> Assignment:
If a line in the entries includes "page", show that line.

(Saved data entries)
□ □ □ □

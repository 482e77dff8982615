//! View model — what a front-end should draw for a session.
//!
//! The widgets are abstract: a text input, buttons, a progress indicator,
//! an error banner, a story container, and a celebration cue. Any UI can
//! render the serialized form.

use serde::Serialize;

use super::model::{
    COLLECTION_STEPS, RESET_LABEL, RETRY_LABEL, SPINNER_TEXT, SUBTITLE, TITLE,
};
use super::state::{GenerationStatus, SessionState, WizardStep};

/// The action a button triggers.
#[derive(Debug, Clone, Copy, PartialEq, Eq, Serialize)]
#[serde(rename_all = "snake_case")]
pub enum ButtonAction {
    Submit,
    Retry,
    Reset,
}

#[derive(Debug, Clone, PartialEq, Serialize)]
pub struct Button {
    pub label: String,
    pub action: ButtonAction,
}

#[derive(Debug, Clone, PartialEq, Serialize)]
pub struct TextInput {
    pub label: String,
    pub placeholder: String,
    pub help: String,
}

#[derive(Debug, Clone, PartialEq, Serialize)]
pub struct Progress {
    /// Fraction in `[0.0, 1.0]`.
    pub value: f32,
    pub label: String,
}

impl Progress {
    pub fn for_step(step: WizardStep) -> Self {
        let n = step.number();
        let value = f32::from(n - 1) / f32::from(COLLECTION_STEPS);
        Self {
            value: value.clamp(0.0, 1.0),
            label: format!("Step {n} of {COLLECTION_STEPS}"),
        }
    }
}

/// Step-specific body of the page.
#[derive(Debug, Clone, PartialEq, Serialize)]
#[serde(tag = "kind", rename_all = "snake_case")]
pub enum ViewBody {
    Collect {
        heading: String,
        input: TextInput,
        button: Button,
    },
    Generating {
        /// Present while a call is outstanding.
        #[serde(skip_serializing_if = "Option::is_none")]
        spinner: Option<String>,
        #[serde(skip_serializing_if = "Option::is_none")]
        retry: Option<Button>,
    },
    Display {
        story: String,
        celebrate: bool,
        button: Button,
    },
}

/// A full page for one session.
#[derive(Debug, Clone, PartialEq, Serialize)]
pub struct View {
    pub title: String,
    pub subtitle: String,
    pub step: u8,
    pub progress: Progress,
    /// Error banner text.
    #[serde(skip_serializing_if = "Option::is_none")]
    pub error: Option<String>,
    pub body: ViewBody,
}

impl View {
    /// Overlay an error banner (e.g. a configuration error that does not
    /// live in the session state).
    pub fn with_error(mut self, message: impl Into<String>) -> Self {
        self.error = Some(message.into());
        self
    }
}

/// Render the page for `state`.
pub fn render(state: &SessionState) -> View {
    let body = match state.step.field() {
        Some(field) => {
            let copy = field.copy();
            ViewBody::Collect {
                heading: copy.heading.to_string(),
                input: TextInput {
                    label: copy.label.to_string(),
                    placeholder: copy.placeholder.to_string(),
                    help: copy.help.to_string(),
                },
                button: Button {
                    label: copy.button.to_string(),
                    action: ButtonAction::Submit,
                },
            }
        }
        None if state.step == WizardStep::Generating => match &state.generation {
            GenerationStatus::Failed { .. } => ViewBody::Generating {
                spinner: None,
                retry: Some(Button {
                    label: RETRY_LABEL.to_string(),
                    action: ButtonAction::Retry,
                }),
            },
            _ => ViewBody::Generating {
                spinner: Some(SPINNER_TEXT.to_string()),
                retry: None,
            },
        },
        None => ViewBody::Display {
            story: state.story.clone().unwrap_or_default(),
            celebrate: true,
            button: Button {
                label: RESET_LABEL.to_string(),
                action: ButtonAction::Reset,
            },
        },
    };

    View {
        title: TITLE.to_string(),
        subtitle: SUBTITLE.to_string(),
        step: state.step.number(),
        progress: Progress::for_step(state.step),
        error: state.generation_error().map(String::from),
        body,
    }
}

□ □ □ □

> Reply to the task:
/// Step-specific body of the page.
/// A full page for one session.
/// Render the page for `state`.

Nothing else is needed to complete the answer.